Fourth Quarter and Year End 2013 Financial Results
For the year ended December 31, 2013, Tengion reported an adjusted net loss of $23.6 million, or $5.87 per basic and diluted common share, compared with an adjusted net loss of $19.0 million, or $8.00 per basic and diluted common share, for the same period in 2012. The increased adjusted net loss for the 2013 period was primarily due to increases in interest expense of $4.7 million and in general and administrative expense of $0.8 million, offset in part by a decrease in research and development expense of $0.6 million and depreciation expense of $0.2 million.
The increase in interest expense was primarily due to non-cash interest expense associated with the 2012 Convertible Notes issued in the fourth quarter of 2012 and the 2013 Convertible Notes issued in the second quarter of 2013. The increase in general and administrative expense for the year ended December 31, 2013 was primarily due to an increase in legal fees resulting from a change in corporate counsel as well as significant registration statement activity during 2013 related to securities issued in the Company’s 2011, 2012 and 2013 financings which were not capitalized as deferred financing costs. The decrease in research and development expense for the year ended December 31, 2013 was primarily due to a reduction in compensation and related expenses resulting from fewer employees as compared to the same period in 2012, as well as a reduction in external preclinical services associated with the Neo-Kidney Augment submission of a Pre-Investigational New Drug (IND) application filing with the FDA. The decrease in depreciation expense is due to an increased number of fully depreciated assets in 2013.

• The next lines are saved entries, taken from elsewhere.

use thiserror::Error;

pub const MINUTES_PER_HOUR: u32 = 60;
pub const SECONDS_PER_HOUR: u32 = 3_600;
pub const HOURS_PER_DAY: u32 = 24;
pub const DAYS_PER_WEEK: u32 = 7;
pub const DAYS_PER_YEAR: u32 = 365;
pub const HOURS_PER_YEAR: u32 = HOURS_PER_DAY * DAYS_PER_YEAR;

pub const METRES_PER_FOOT: f64 = 0.3048;
pub const SQUARE_INCHES_PER_SQUARE_FOOT: f64 = 144.;
pub const CUBIC_METRES_PER_SECOND_PER_CFM: f64 = 0.000_471_947_443;
pub const PASCALS_PER_INCH_OF_WATER: f64 = 249.088_9;
pub const METRES_PER_SECOND_PER_MPH: f64 = 0.447_04;
pub const KELVIN_PER_RANKINE: f64 = 5. / 9.;
pub const WATTS_PER_BTU_PER_HOUR: f64 = 0.293_071_07;
pub const KG_PER_LBM: f64 = 0.453_592_37;

/// Standard gravity, in ft/s^2
pub const GRAVITY_FT_PER_S2: f64 = 32.174;

pub(crate) fn square_feet_to_square_metres(area_ft2: f64) -> f64 {
    area_ft2 * METRES_PER_FOOT.powi(2)
}

pub(crate) fn cubic_feet_to_cubic_metres(volume_ft3: f64) -> f64 {
    volume_ft3 * METRES_PER_FOOT.powi(3)
}

pub(crate) fn cfm_to_cubic_metres_per_second(flow_cfm: f64) -> f64 {
    flow_cfm * CUBIC_METRES_PER_SECOND_PER_CFM
}

pub(crate) fn cubic_metres_per_second_to_cfm(flow_m3_per_s: f64) -> f64 {
    flow_m3_per_s / CUBIC_METRES_PER_SECOND_PER_CFM
}

/// Convert air changes per hour into a volumetric flow in cfm for a volume in ft^3
pub(crate) fn air_change_rate_to_flow_rate_cfm(air_change_rate: f64, volume_ft3: f64) -> f64 {
    air_change_rate * volume_ft3 / MINUTES_PER_HOUR as f64
}

/// Convert air changes per hour into a volumetric flow in m^3/s for a volume in ft^3
pub(crate) fn air_change_rate_to_flow_rate_m3_per_s(air_change_rate: f64, volume_ft3: f64) -> f64 {
    air_change_rate * cubic_feet_to_cubic_metres(volume_ft3) / SECONDS_PER_HOUR as f64
}

/// Convert a conductance in Btu/(hr F) into W/K
pub(crate) fn btu_per_hour_f_to_watts_per_kelvin(ua: f64) -> f64 {
    ua * WATTS_PER_BTU_PER_HOUR / KELVIN_PER_RANKINE
}

/// Convert a pressure expressed as lbm/(ft s^2) into inches of water
pub(crate) fn lbm_per_ft_s2_to_inches_of_water(pressure: f64) -> f64 {
    pressure * (KG_PER_LBM / METRES_PER_FOOT) / PASCALS_PER_INCH_OF_WATER
}

/// Convert a density in lbm/ft^3 into the dynamic pressure coefficient in inH2O/mph^2
pub(crate) fn lbm_per_ft3_to_inches_of_water_per_mph2(density: f64) -> f64 {
    let ft_per_s_per_mph = METRES_PER_SECOND_PER_MPH / METRES_PER_FOOT;
    lbm_per_ft_s2_to_inches_of_water(density * ft_per_s_per_mph.powi(2))
}

pub(crate) fn kg_per_m3_to_lbm_per_ft3(density: f64) -> f64 {
    density * METRES_PER_FOOT.powi(3) / KG_PER_LBM
}

pub fn fahrenheit_to_celsius(temp_f: f64) -> f64 {
    (temp_f - 32.) * KELVIN_PER_RANKINE
}

pub fn celsius_to_fahrenheit(temp_c: f64) -> f64 {
    temp_c / KELVIN_PER_RANKINE + 32.
}

pub(crate) fn fahrenheit_to_rankine(temp_f: f64) -> Result<f64, BelowAbsoluteZeroError> {
    if temp_f < -459.67 {
        Err(BelowAbsoluteZeroError::from_c(fahrenheit_to_celsius(temp_f)))
    } else {
        Ok(temp_f + 459.67)
    }
}

pub(crate) fn celsius_to_kelvin(temp_c: f64) -> Result<f64, BelowAbsoluteZeroError> {
    if temp_c < -273.15 {
        Err(BelowAbsoluteZeroError::from_c(temp_c))
    } else {
        Ok(temp_c + 273.15)
    }
}

#[derive(Clone, Copy, Debug, Error, PartialEq)]
#[error("A temperature of {k}ºK/{}ºC was encountered, which is less than absolute zero", k - 273.15)]
pub struct BelowAbsoluteZeroError {
    k: f64,
}

impl BelowAbsoluteZeroError {
    fn from_c(c: f64) -> Self {
        Self { k: c + 273.15 }
    }
}
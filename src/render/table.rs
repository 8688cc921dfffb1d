use crate::display::model::Align;

/// A single column of a text table.
#[derive(Clone, Debug, PartialEq, Eq)]
pub struct TextColumn {
    pub header: String,
    pub min_width: usize,
    pub max_width: Option<usize>,
    pub align: Align,
}

impl TextColumn {
    pub fn new(header: impl Into<String>, align: Align) -> Self {
        Self {
            header: header.into(),
            min_width: 0,
            max_width: None,
            align,
        }
    }

    pub fn max_width(mut self, max_width: usize) -> Self {
        self.max_width = Some(max_width);
        self
    }
}

/// Column metadata plus pre-formatted cells, rendered as aligned text.
#[derive(Clone, Debug)]
pub struct Table {
    pub columns: Vec<TextColumn>,
    pub rows: Vec<Vec<String>>,
    /// Rows printed below a second rule, e.g. column totals.
    pub footer: Vec<Vec<String>>,
    pub show_headers: bool,
    pub padding: usize,
    /// Use ASCII rules instead of box-drawing characters.
    pub plain: bool,
}

impl Table {
    pub fn new(columns: Vec<TextColumn>, rows: Vec<Vec<String>>) -> Self {
        Self {
            columns,
            rows,
            footer: Vec::new(),
            show_headers: true,
            padding: 1,
            plain: false,
        }
    }

    /// Content width of every column: the widest of header, cells and
    /// `min_width`, capped at `max_width`.
    pub fn compute_widths(&self) -> Vec<usize> {
        self.columns
            .iter()
            .enumerate()
            .map(|(idx, column)| {
                let mut width = visible_width(&column.header).max(column.min_width);
                for row in self.rows.iter().chain(self.footer.iter()) {
                    if let Some(cell) = row.get(idx) {
                        width = width.max(visible_width(cell));
                    }
                }
                if let Some(max_width) = column.max_width {
                    width = width.min(max_width);
                }
                width
            })
            .collect()
    }

    pub fn render_row(&self, row: &[String], widths: &[usize]) -> String {
        self.columns
            .iter()
            .enumerate()
            .map(|(idx, column)| {
                let cell = row.get(idx).map(String::as_str).unwrap_or("");
                render_cell(cell, widths[idx], column.align, self.padding)
            })
            .collect::<Vec<_>>()
            .join(" ")
            .trim_end()
            .to_string()
    }

    pub fn render(&self) -> String {
        let widths = self.compute_widths();
        let rule = horizontal_rule(&widths, self.padding, self.plain);
        let mut lines = Vec::new();

        if self.show_headers {
            let header: Vec<String> = self.columns.iter().map(|c| c.header.clone()).collect();
            lines.push(self.render_row(&header, &widths));
            lines.push(rule.clone());
        }
        lines.extend(self.rows.iter().map(|row| self.render_row(row, &widths)));
        if !self.footer.is_empty() {
            lines.push(rule);
            lines.extend(self.footer.iter().map(|row| self.render_row(row, &widths)));
        }
        lines.join("\n")
    }
}

/// Character count of `text`, ignoring ANSI escape sequences.
pub fn visible_width(text: &str) -> usize {
    let mut width = 0;
    let mut chars = text.chars();
    while let Some(ch) = chars.next() {
        if ch == '\u{1b}' {
            skip_escape(&mut chars);
            continue;
        }
        width += 1;
    }
    width
}

fn skip_escape(chars: &mut std::str::Chars<'_>) -> String {
    let mut sequence = String::from('\u{1b}');
    let mut lookahead = chars.clone();
    if lookahead.next() != Some('[') {
        return sequence;
    }
    for ch in chars.by_ref() {
        sequence.push(ch);
        if ch != '[' && ('\u{40}'..='\u{7e}').contains(&ch) {
            break;
        }
    }
    sequence
}

/// Cuts `text` to `width` visible characters, ending in `…`. Escape sequences
/// are kept and a reset is appended when any were seen.
pub fn truncate_text(text: &str, width: usize) -> String {
    if width == 0 {
        return String::new();
    }
    if visible_width(text) <= width {
        return text.to_string();
    }
    if width == 1 {
        return "…".to_string();
    }

    let target = width - 1;
    let mut result = String::new();
    let mut visible = 0;
    let mut saw_ansi = false;
    let mut chars = text.chars();
    while visible < target {
        let Some(ch) = chars.next() else {
            break;
        };
        if ch == '\u{1b}' {
            result.push_str(&skip_escape(&mut chars));
            saw_ansi = true;
            continue;
        }
        result.push(ch);
        visible += 1;
    }

    result.push('…');
    if saw_ansi {
        result.push_str("\u{1b}[0m");
    }
    result
}

pub fn render_cell(text: &str, width: usize, align: Align, padding: usize) -> String {
    let fitted = truncate_text(text, width);
    let remaining = width.saturating_sub(visible_width(&fitted));
    let (left, right) = match align {
        Align::Left => (0, remaining),
        Align::Right => (remaining, 0),
        Align::Center => (remaining / 2, remaining - remaining / 2),
    };

    let mut cell = String::with_capacity(fitted.len() + width + padding * 2);
    cell.push_str(&" ".repeat(padding + left));
    cell.push_str(&fitted);
    cell.push_str(&" ".repeat(right + padding));
    cell
}

pub fn horizontal_rule(widths: &[usize], padding: usize, plain: bool) -> String {
    if widths.is_empty() {
        return String::new();
    }
    let total: usize =
        widths.iter().map(|w| w + padding * 2).sum::<usize>() + widths.len().saturating_sub(1);
    let ch = if plain { '-' } else { '─' };
    ch.to_string().repeat(total)
}

#[cfg(test)]
mod tests {
    use super::*;

    #[test]
    fn widths_respect_constraints() {
        let mut table = Table::new(
            vec![
                TextColumn::new("Item", Align::Left).max_width(8),
                TextColumn {
                    min_width: 10,
                    ..TextColumn::new("Notes", Align::Left)
                },
            ],
            vec![
                vec!["AlphaBetaGamma".into(), "Short".into()],
                vec!["BB".into(), "Detailed overview entry".into()],
            ],
        );
        assert_eq!(table.compute_widths(), vec![8, 23]);

        table.footer = vec![vec![String::new(), "x".repeat(30)]];
        assert_eq!(table.compute_widths(), vec![8, 30]);
    }

    #[test]
    fn cells_align_and_pad() {
        assert_eq!(render_cell("AB", 4, Align::Left, 1), " AB   ");
        assert_eq!(render_cell("AB", 4, Align::Right, 1), "   AB ");
        assert_eq!(render_cell("X", 5, Align::Center, 1), "   X   ");
    }

    #[test]
    fn truncation_keeps_escapes_and_resets() {
        let colored = "\u{1b}[31mExtremelyLongValue\u{1b}[0m";
        assert_eq!(visible_width(colored), 18);
        let cut = truncate_text(colored, 5);
        assert_eq!(visible_width(&cut), 5);
        assert!(cut.starts_with("\u{1b}[31mExtr…"));
        assert!(cut.ends_with("\u{1b}[0m"));
        assert_eq!(truncate_text("abc", 1), "…");
    }

    #[test]
    fn rule_switches_character_in_plain_mode() {
        assert_eq!(horizontal_rule(&[2, 3], 1, false), "─".repeat(10));
        assert_eq!(horizontal_rule(&[2, 3], 1, true), "-".repeat(10));
        assert_eq!(horizontal_rule(&[], 1, true), "");
    }

    #[test]
    fn footer_sits_below_second_rule() {
        let mut table = Table::new(
            vec![TextColumn::new("Amount", Align::Right)],
            vec![vec!["₱5.00".into()]],
        );
        table.plain = true;
        table.footer = vec![vec!["₱5.00".into()]];
        let rendered = table.render();
        let lines: Vec<&str> = rendered.lines().collect();
        assert_eq!(lines.len(), 5);
        assert_eq!(lines[1], "--------");
        assert_eq!(lines[3], "--------");
        assert_eq!(lines[4], "  ₱5.00");
    }
}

For the fourth quarter ended December 31, 2013, the Company reported an adjusted net loss of $6.3 million, or $1.10 per basic and diluted common share, compared with an adjusted net loss of $5.9 million, or $2.49 per basic and diluted common share, for the same period in 2012. The increased adjusted net loss for the 2013 period was primarily due to an increase in research and development expense of $0.5 million related to the Phase 1 clinical trial of the Company’s Neo-Kidney Augment initiated in May 2013 at the Karolinska Institute in Stockholm, Sweden.
As of December 31, 2013, the Company held $21.5 million in cash and cash equivalents. Based upon the Company’s current expected level of operating expenditures and debt repayment, and assuming it is not required to settle any outstanding warrants in cash or redeem, or pay cash interest on, any of its convertible notes, the Company expects to be able to fund its operations through December 31, 2014.
About the Neo-Kidney Augment™
The Neo-Kidney Augment is being developed to prevent or delay the need for dialysis by increasing renal function in patients with advanced chronic kidney disease (CKD). The Neo-Kidney Augment is based on the Company’s proprietary technology, which uses tubular epithelial cells procured by a cortical biopsy of the patient’s kidney, to create an injectable product candidate that can catalyze the regeneration of functional kidney tissue. According to the United States Renal Data System, there are approximately 26 million adults in the U.S. who have CKD and 100,000 new patients who start on dialysis each year, and CKD affects more than 10% of the world’s population. Additionally, $39 billion in direct U.S. costs each year are attributable to patients with end-stage renal disease, which is associated with an approximate 20% mortality rate per year and an average life expectancy of a patient initiating dialysis of approximately four years.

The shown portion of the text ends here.